作り方は、まな板の上にごまを広げ、包丁の刃元を手で押さえながら、刃先を支点にして扇状に細かく刻んでいきます。粒が丸いためそのまま切ろうとすると周囲に弾け飛んでしまいますが、包丁で刻む切りごまを作る際は、まな板の上にキッチンペーパーやラップを敷き、その上で包丁を細かくスライドさせるように刻むと散乱を防げます。
切りごまは、ほうれん草の和え物や冷奴、うどんの薬味など、ごまの存在感をしっかり立たせたい料理と抜群の相性を誇ります。すり潰しすぎてペースト状になる心配がないため、香りのキレを楽しみたい料理にうってつけです。
【大量に作りたい時】ミキサーや100均のごますり器を活用
家族分の料理や作り置きのおかずで、まとまった量のすりごまが必要になった場合は、電動調理家電やプチプラ便利グッズに頼るのが賢い選択です。
据え置き型のブレンダーや小型のミキサーですりごまを一気に作る場合、数秒から十数秒のパルス運転(断続的な回転)で仕上げるのがポイントです。ミキサーを連続で回し続けると、ごま自身の油分が熱で滲み出し、パウダー状を通り越して「ねりごま(ペースト状)」になってしまいます。数秒回すごとに容器を軽く振り、粗さを確認しながら好みの状態に仕上げてください。

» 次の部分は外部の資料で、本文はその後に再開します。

use std::fmt::Display;
use std::io;
use std::num::ParseIntError;
use std::str::Utf8Error;
use log::error;
use thiserror::Error;
use rumqttc::v5::ClientError;
use serde_json;

use crate::fixture::types::ColorChannel;

#[derive(Error, Debug)]
pub enum ConfigError {
    #[error("Failed to determine path to config file")]
    NoConfigPath,

    #[error("Failed to acquire file lock on config file: {source}")]
    CanNotLock { source: io::Error },

    #[error("Failed to encode/decode config as utf-8: {source}")]
    Utf8Error { #[from] source: Utf8Error },

    #[error("Failed to read/write config file: {source}")]
    IOError { #[from] source: io::Error },

    #[error("Failed to parse/build config file: {source}")]
    JsonError { #[from] source: serde_json::Error },

    #[error("Unsupported broker protocol scheme \"{scheme}\"")]
    UnsupportedScheme { scheme: String },

    #[error("Invalid broker port \"{value}\": {source}")]
    InvalidPort { value: String, source: ParseIntError },

    #[error("Broker keep alive must be at least 5 seconds, got {value}")]
    InvalidKeepAlive { value: u64 },

    #[error("Duplicate fixture id {id} in config")]
    DuplicateFixture { id: u32 },
}

#[derive(Error, Debug)]
pub enum CatalogError {
    #[error("Failed to read scene catalog: {source}")]
    IOError { #[from] source: io::Error },

    #[error("Failed to parse scene catalog: {source}")]
    JsonError { #[from] source: serde_json::Error },

    #[error("Scene \"{name}\" must have 3 or 4 channel values, found {count}")]
    ChannelCount { name: String, count: usize },
}

#[derive(Error, Debug)]
pub enum TransportError {
    #[error("Error communicating with broker (rumqttc): {source}")]
    Client { #[from] source: ClientError },

    #[error("The transport session is closed")]
    Closed,
}

/// A powered fixture has a color channel without a value.
#[derive(Error, Debug, Clone, PartialEq, Eq)]
#[error("Please fill in all fields ({label} has no {channel} value)")]
pub struct ValidationError {
    pub fixture_id: u32,
    pub label: String,
    pub channel: ColorChannel,
}

#[derive(Error, Debug)]
pub enum DispatchError {
    #[error("{source}")]
    Validation { #[from] source: ValidationError },

    #[error("Unknown light {id}")]
    UnknownFixture { id: u32 },

    #[error("Unknown scene or preset \"{name}\"")]
    UnknownScene { name: String },

    #[error("{message}")]
    Connection { message: String },

    #[error("Timed out waiting for the broker connection")]
    ConnectTimeout,

    #[error("Not connected to the broker")]
    NotConnected,

    #[error("The broker session has been closed")]
    SessionClosed,

    #[error("Failed to publish: {source}")]
    Transport { #[from] source: TransportError },

    #[error("Failed to encode payload: {source}")]
    JsonError { #[from] source: serde_json::Error },
}

impl DispatchError {
    /// Transport errors are announced by the coordinator when the event arrives.
    pub fn is_surfaced(&self) -> bool {
        matches!(self, DispatchError::Connection { .. })
    }
}

#[derive(Error, Debug, PartialEq, Eq)]
pub enum ShellError {
    #[error("Unknown command \"{command}\", type help for a list of commands")]
    UnknownCommand { command: String },

    #[error("Missing argument: {name}")]
    MissingArgument { name: &'static str },

    #[error("Invalid light id: {source}")]
    InvalidFixtureId { #[from] source: ParseIntError },

    #[error("Invalid color channel \"{channel}\", expected red, green, blue or white")]
    InvalidChannel { channel: String },
}

#[derive(Error, Debug)]
pub enum AppRunError {
    #[error("Failed to start application (config): {source}")]
    ConfigError { #[from] source: ConfigError },

    #[error("Failed to start application (scene catalog): {source}")]
    CatalogError { #[from] source: CatalogError },
}

pub fn report_error<T: Display>(message: &'static str, error: &T) {
    let message = format!("{}: {}", message, error);
    error!("{}", &message);
    eprintln!("{}", &message);
}

#[cfg(test)]
mod tests {
    use super::*;

    fn is_lock_failure(error: &AppRunError) -> bool {
        match error {
            AppRunError::ConfigError { source: ConfigError::CanNotLock { .. } } => true,
            AppRunError::ConfigError { .. } | AppRunError::CatalogError { .. } => false,
        }
    }

    #[test]
    fn test_startup_errors_wrap_config_and_catalog() {
        let locked: AppRunError = ConfigError::CanNotLock { source: io::Error::from(io::ErrorKind::WouldBlock) }.into();
        assert!(is_lock_failure(&locked));

        let keep_alive: AppRunError = ConfigError::InvalidKeepAlive { value: 0 }.into();
        assert!(!is_lock_failure(&keep_alive));
        assert_eq!(
            keep_alive.to_string(),
            "Failed to start application (config): Broker keep alive must be at least 5 seconds, got 0",
        );

        let catalog: AppRunError = CatalogError::ChannelCount { name: "Red".to_string(), count: 2 }.into();
        assert!(!is_lock_failure(&catalog));
    }
}
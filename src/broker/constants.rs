/**
 * How long (milliseconds) to wait before polling the broker connection again after it failed.
 */
pub const RECONNECT_DELAY: u64 = 1000;

/**
 * How long (milliseconds) a dispatch may wait for the broker connection by default.
 */
pub const CONNECT_TIMEOUT: u64 = 30_000;

/**
 * MQTT keep alive interval (seconds).
 */
pub const KEEP_ALIVE: u64 = 60;

/**
 * Smallest keep alive interval (seconds) the MQTT client accepts.
 */
pub const MIN_KEEP_ALIVE: u64 = 5;

/**
 * Capacity of the request queue between the client handle and the event loop.
 */
pub const REQUEST_CAPACITY: usize = 64;

/**
 * How long (seconds) the panel is busy after selecting a dim scene.
 * The hardware needs this long to start the dimming program.
 */
pub const BUSY_WINDOW: u64 = 40;

pub const PROTOCOL_ID: &str = "MQTT";
pub const PROTOCOL_VERSION: u8 = 5;

/**
 * Path the broker serves MQTT on.
 */
pub const MQTT_PATH: &str = "/mqtt";

pub const CLIENT_ID_PREFIX: &str = "lightpanel_";

/**
 * Number of random hex characters appended to the client id prefix.
 */
pub const CLIENT_ID_RANDOM_LEN: usize = 6;

pub const TOPIC_SCENE: &str = "vl/dmx/wawasan/rx";
pub const TOPIC_SAVE: &str = "lampu";
pub const TOPIC_ON: &str = "on";
pub const TOPIC_OFF: &str = "off";
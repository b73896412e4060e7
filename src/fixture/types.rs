use std::fmt;
use std::str::FromStr;
use serde::{Deserialize, Serialize};

#[derive(Debug, Clone, Copy, PartialEq, Eq, Hash)]
pub enum ColorChannel {
    Red,
    Green,
    Blue,
    White,
}

pub const COLOR_CHANNELS: [ColorChannel; 4] = [
    ColorChannel::Red,
    ColorChannel::Green,
    ColorChannel::Blue,
    ColorChannel::White,
];

impl fmt::Display for ColorChannel {
    fn fmt(&self, f: &mut fmt::Formatter<'_>) -> fmt::Result {
        let result = match self {
            ColorChannel::Red => "red",
            ColorChannel::Green => "green",
            ColorChannel::Blue => "blue",
            ColorChannel::White => "white",
        };

        write!(f, "{}", result)
    }
}

impl FromStr for ColorChannel {
    type Err = ();

    fn from_str(s: &str) -> Result<Self, Self::Err> {
        match s.to_ascii_lowercase().as_str() {
            "red" | "r" => Ok(ColorChannel::Red),
            "green" | "g" => Ok(ColorChannel::Green),
            "blue" | "b" => Ok(ColorChannel::Blue),
            "white" | "w" => Ok(ColorChannel::White),
            _ => Err(()),
        }
    }
}

/// Color of a fixture while it is being edited.
/// A channel is `None` while its input field is empty or not a number.
#[derive(Debug, Clone, Copy, PartialEq, Eq)]
pub struct Color {
    pub red: Option<u8>,
    pub green: Option<u8>,
    pub blue: Option<u8>,
    pub white: Option<u8>,
}

/// A fully specified color, as sent to the hardware.
#[derive(Debug, Clone, Copy, PartialEq, Eq, Serialize, Deserialize)]
pub struct Rgbw {
    pub red: u8,
    pub green: u8,
    pub blue: u8,
    pub white: u8,
}

impl Color {
    pub const fn rgbw(red: u8, green: u8, blue: u8, white: u8) -> Self {
        Color { red: Some(red), green: Some(green), blue: Some(blue), white: Some(white) }
    }

    pub fn channel(&self, channel: ColorChannel) -> Option<u8> {
        match channel {
            ColorChannel::Red => self.red,
            ColorChannel::Green => self.green,
            ColorChannel::Blue => self.blue,
            ColorChannel::White => self.white,
        }
    }

    /// Applies raw user input to one channel: integers are clamped to [0, 255],
    /// anything else leaves the channel unset.
    pub fn with_channel(mut self, channel: ColorChannel, input: &str) -> Self {
        let value = input.trim()
            .parse::<i64>()
            .ok()
            .map(|parsed| parsed.clamp(0, 255) as u8);

        match channel {
            ColorChannel::Red => self.red = value,
            ColorChannel::Green => self.green = value,
            ColorChannel::Blue => self.blue = value,
            ColorChannel::White => self.white = value,
        }
        self
    }

    /// Returns the first unset channel if the color is incomplete.
    pub fn resolve(&self) -> Result<Rgbw, ColorChannel> {
        Ok(Rgbw {
            red: self.red.ok_or(ColorChannel::Red)?,
            green: self.green.ok_or(ColorChannel::Green)?,
            blue: self.blue.ok_or(ColorChannel::Blue)?,
            white: self.white.ok_or(ColorChannel::White)?,
        })
    }
}

impl Default for Color {
    fn default() -> Self {
        Color::rgbw(0, 0, 0, 255)
    }
}

impl From<Rgbw> for Color {
    fn from(value: Rgbw) -> Self {
        Color::rgbw(value.red, value.green, value.blue, value.white)
    }
}

impl fmt::Display for Color {
    fn fmt(&self, f: &mut fmt::Formatter<'_>) -> fmt::Result {
        let values: Vec<String> = COLOR_CHANNELS.iter()
            .map(|channel| match self.channel(*channel) {
                Some(value) => value.to_string(),
                None => "_".to_string(),
            })
            .collect();

        write!(f, "rgbw({})", values.join(", "))
    }
}

#[derive(Debug, Clone, PartialEq, Eq)]
pub struct Fixture {
    pub id: u32,
    pub label: String,
    // included in saves ("value" checkbox)
    pub power: bool,
    // physically switched on ("switch" checkbox)
    pub enabled: bool,
    pub color: Color,
}

impl Fixture {
    pub fn new(id: u32, label: impl Into<String>) -> Self {
        Fixture {
            id,
            label: label.into(),
            power: true,
            enabled: true,
            color: Color::default(),
        }
    }
}

impl fmt::Display for Fixture {
    fn fmt(&self, f: &mut fmt::Formatter<'_>) -> fmt::Result {
        write!(
            f,
            "{} {} [{}] {} {}",
            self.id,
            self.label,
            if self.power { "x" } else { " " },
            if self.enabled { "on " } else { "off" },
            self.color,
        )
    }
}

/// Entry of the save payload.
#[derive(Debug, Clone, PartialEq, Eq, Serialize, Deserialize)]
pub struct PendingSave {
    pub id: u32,
    pub color: Rgbw,
}

#[cfg(test)]
mod tests {
    use super::*;

    #[test]
    fn test_channel_input_is_clamped() {
        let color = Color::default()
            .with_channel(ColorChannel::Red, "300")
            .with_channel(ColorChannel::Green, "-4")
            .with_channel(ColorChannel::Blue, " 17 ");

        assert_eq!(color, Color::rgbw(255, 0, 17, 255));
    }

    #[test]
    fn test_invalid_input_unsets_channel() {
        let color = Color::default().with_channel(ColorChannel::White, "");
        assert_eq!(color.white, None);
        assert_eq!(color.resolve(), Err(ColorChannel::White));

        let color = Color::default().with_channel(ColorChannel::Blue, "abc");
        assert_eq!(color.resolve(), Err(ColorChannel::Blue));
    }

    #[test]
    fn test_save_payload_shape() {
        let entry = PendingSave { id: 3, color: Color::default().resolve().unwrap() };
        let json = serde_json::to_string(&vec![entry]).unwrap();

        assert_eq!(json, r#"[{"id":3,"color":{"red":0,"green":0,"blue":0,"white":255}}]"#);
    }

    #[test]
    fn test_channel_names() {
        assert_eq!("W".parse::<ColorChannel>(), Ok(ColorChannel::White));
        assert_eq!("green".parse::<ColorChannel>(), Ok(ColorChannel::Green));
        assert!("purple".parse::<ColorChannel>().is_err());
        assert_eq!(Color::default().with_channel(ColorChannel::Red, "").to_string(), "rgbw(_, 0, 0, 255)");
    }
}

また、日常的に手軽なすりごまを楽しみたいなら、ダイソーやセリアなどの100円ショップで手に入るごますり器ダイソー製品も侮れません。手動のミルタイプやハンドルを回すタイプなど各社から展開されており、手元で必要な分だけ直接料理に削り落とせます。すり鉢を洗う手間から完全に解放されるため、キッチンの省スペース化を目指す一人暮らし世帯や時短調理を重視する家庭から高い評価を集めています。
【基礎知識】いりごまとすりごまの違いと栄養吸収率の真実
そもそも、なぜ料理ではいりごまをわざわざすり潰す必要があるのでしょうか。その答えは、ごま特有の構造と栄養吸収のメカニズムに隠されています。
いりごますりごま違いの本質は、「外皮が保たれているか、破砕されているか」にあります。ごまの粒は非常に硬く強固な皮で覆われており、粒のまま噛まずに飲み込んでしまうと、胃腸で消化されずにそのまま体外へ排出されてしまうケースが少なくありません。抗酸化作用で知られる「セサミン」や豊富なカルシウム、鉄分などの栄養素を効率よく体内に取り込むには、外皮を細かく砕いたすりごまの状態で摂取することが理にかなっています。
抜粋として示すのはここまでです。